Recent population prevalence studies indicate that ADHD is also quite common and impairing in adults. Indeed, studies indicate that 60% or more of children with ADHD will continue to exhibit debilitating symptoms, if not meet full syndrome criteria, into adulthood.3 Such high persistence rates of ADHD into adulthood and its associated impairments (affecting functioning in educational attainment, employment, social and marital relationships, driving, and overall life functioning) have received increased clinical and research attention in recent years.
The recently published National Comorbidity Survey Replication study reported that approximately 4.4% of U.S. adults (i.e., 7 million) suffer from debilitating symptoms of ADHD.4 Adult rates indicate a 1.6:1 ratio favoring males over females. The impact of ADHD and associated consequences of symptoms of inattention, hyperactivity, and impulsivity may be even greater in adulthood than in childhood. Adults with ADHD were found to have elevated rates of disability in basic life functioning and were more likely to be unemployed or divorced, yet only 10.9% had received treatment for their ADHD symptoms in the previous year.4 This rate of treatment is strikingly low in comparison to rates for other psychiatric disorders, such as anxiety, mood, or substance use disorders, and it reflects the significant problems of underrecognition and undertreatment of adult ADHD. Clinical studies of adult ADHD indicate that the disorder is more heterogeneous, and the symptoms subtler, in adults than in children, which may partially explain why the disorder is largely underrecognized in adults.5
Complicating ADHD's clinical picture is the fact that as many as 50% of individuals with the disorder will meet the criteria for at least one comorbid psychiatric condition.4,6,7 In children these coexisting conditions include learning disabilities, anxiety disorders, mood disorders, autism spectrum disorders, and other disruptive behavioral disorders such as oppositional defiant disorder and conduct disorder. These disorders have an obvious impact on children's abilities to function adequately in their academic, social, and family environments and, in combination with ADHD symptoms, often lead to adverse life outcomes and increased utilization of mental health, academic, and criminal justice system resources.
In adolescents and adults, mood and anxiety disorders, as well as substance abuse disorders, commonly coexist with ADHD.8 Mood disorders, anxiety, substance use, and intermittent explosive disorder have been found to be 1.5 to 8 times more likely in adults with ADHD than in those without, and associated problems of frequent job changes, unemployment, and criminal arrests were found to be more common in this population, as well.4,9 Studies of driving behavior also indicate that adults with ADHD incur higher rates of accidents on the highway and motor vehicle–associated injuries.10 The fact that ADHD is likely to occur with other psychiatric disorders adds to the clinical complexity of both diagnosing and treating the disorder and amplifies the potential for adverse life outcomes.

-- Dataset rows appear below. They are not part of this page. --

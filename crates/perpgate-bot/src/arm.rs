//! Arm switch: whether the system is holding a position.
//!
//! Armed keeps the process active outside trading hours. The position
//! poller disarms it once the position is flat.

use perpgate_core::PositionInfo;
use perpgate_position::DisarmHandler;
use std::sync::atomic::{AtomicBool, Ordering};
use tracing::info;

#[derive(Debug, Default)]
pub struct ArmSwitch {
    armed: AtomicBool,
}

impl ArmSwitch {
    pub fn new(armed: bool) -> Self {
        Self {
            armed: AtomicBool::new(armed),
        }
    }

    pub fn is_armed(&self) -> bool {
        self.armed.load(Ordering::SeqCst)
    }

    /// Armed iff `info` shows an open long or short.
    pub fn update(&self, info: &PositionInfo) {
        let armed = !info.is_flat();
        if self.armed.swap(armed, Ordering::SeqCst) != armed {
            info!(armed, "Arm state changed");
        }
    }
}

impl DisarmHandler for ArmSwitch {
    fn disarm(&self, _info: &PositionInfo) {
        if self.armed.swap(false, Ordering::SeqCst) {
            info!("System disarmed");
        }
    }
}

#[cfg(test)]
mod tests {
    use super::*;

    #[test]
    fn test_update_follows_position() {
        let switch = ArmSwitch::default();
        assert!(!switch.is_armed());

        switch.update(&PositionInfo {
            has_long: true,
            ..PositionInfo::default()
        });
        assert!(switch.is_armed());

        switch.update(&PositionInfo::default());
        assert!(!switch.is_armed());
    }

    #[test]
    fn test_disarm() {
        let switch = ArmSwitch::new(true);
        switch.disarm(&PositionInfo::default());
        assert!(!switch.is_armed());
        // Repeated disarm is harmless.
        switch.disarm(&PositionInfo::default());
        assert!(!switch.is_armed());
    }
}
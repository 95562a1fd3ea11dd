//! Position monitoring for perpgate.
//!
//! [`PositionPoller`] polls open positions on a fixed interval while a trade
//! is live, keeps a bounded [`PositionHistory`], and disarms the system
//! through a [`DisarmHandler`] once the position is flat.

pub mod error;
pub mod history;
pub mod poller;

pub use error::{PositionError, PositionResult};
pub use history::{HistoryRecord, PositionHistory, DEFAULT_HISTORY_CAPACITY};
pub use poller::{DisarmHandler, PollerConfig, PollerState, PositionPoller, PositionSource};
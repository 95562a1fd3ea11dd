//! Feed error types.

use perpgate_core::CoreError;
use thiserror::Error;

#[derive(Debug, Error)]
pub enum FeedError {
    #[error("Invalid trade {id}: {source}")]
    InvalidTrade {
        id: i64,
        #[source]
        source: CoreError,
    },
}

pub type FeedResult<T> = Result<T, FeedError>;
//! Telemetry error types.

use thiserror::Error;

#[derive(Debug, Error)]
pub enum TelemetryError {
    #[error("Logging initialization failed: {0}")]
    LoggingInit(String),

    #[error("Metrics encoding failed: {0}")]
    Metrics(#[from] prometheus::Error),
}

pub type TelemetryResult<T> = Result<T, TelemetryError>;
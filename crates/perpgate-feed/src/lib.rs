//! Market data aggregation for perpgate.
//!
//! - [`MarketDataAggregator`]: concurrent, partial-failure tolerant snapshot
//!   of twelve REST sources plus a trade refresh
//! - [`RollingTradeCache`]: bounded trade tape queried by time window
//! - [`TradeRefresher`]: throttled fetch into the cache and its periodic loop

pub mod aggregator;
pub mod error;
pub mod trade_cache;
pub mod trade_refresh;

pub use aggregator::{
    AggregatorConfig, DataSource, MarketDataAggregator, MarketSnapshot, SourceFailure,
};
pub use error::{FeedError, FeedResult};
pub use trade_cache::{
    CachedTrade, RollingTradeCache, DEFAULT_TRADE_CAPACITY, WINDOW_10M, WINDOW_20M, WINDOW_5M,
};
pub use trade_refresh::{TradeRefreshConfig, TradeRefresher};
//! Core domain types for the perpgate exchange gateway.
//!
//! This crate provides the types shared by every other crate:
//! - `Symbol`, `KlineInterval`, `DepthLimit`: request vocabulary
//! - Read models decoded from exchange REST responses (ticker, klines, depth, ...)
//! - Order enums and `ClientOrderId` for idempotent order placement
//! - `PositionSnapshot` / `PositionInfo`: position state derived from `positionRisk`

pub mod account;
pub mod decimal;
pub mod error;
pub mod market;
pub mod order;
pub mod position;
pub mod types;

pub use account::{AccountInfo, AssetBalance};
pub use decimal::{parse_decimal, parse_decimal_or_zero};
pub use error::{CoreError, Result};
pub use market::{DepthLimit, KlineInterval, RatioPeriod, Symbol};
pub use order::{
    ClientOrderId, MarginType, NewOrder, Order, OrderSide, OrderStatus, OrderType, PositionSide,
    TimeInForce, UserTrade, WorkingType,
};
pub use position::{Position, PositionEntry, PositionInfo, PositionSnapshot};
pub use types::{
    BookTicker, Depth, DepthLevel, FundingRate, Income, Kline, LongShortRatio, MarkPrice,
    OpenInterest, RecentTrade, ServerTime, SymbolInfo, Ticker24h,
};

Comprehensive pharmacoeconomic data are lacking on ADHD's impact in adulthood, but indirect indicators such as the increased rates of criminal involvement, substance abuse, and psychiatric comorbidities along with driving data would suggest that ADHD is a costly disorder. Numerous studies have documented the high societal costs of depression, anxiety, and substance use disorders but have ignored the impact of comorbid ADHD.11–13
Given that ADHD is, by definition, a childhood-onset disorder, it would be useful if a study was undertaken to help us understand the impact of early diagnosis and treatment of the disorder on the development of subsequent comorbid conditions, as well as on the associated costs of treating these secondary conditions as they develop later in life. Whatever the age of clinical presentation, individuals with ADHD may have coexisting conditions that complicate diagnosis and treatment, add to the costs, and compound the impairments associated with the disorder.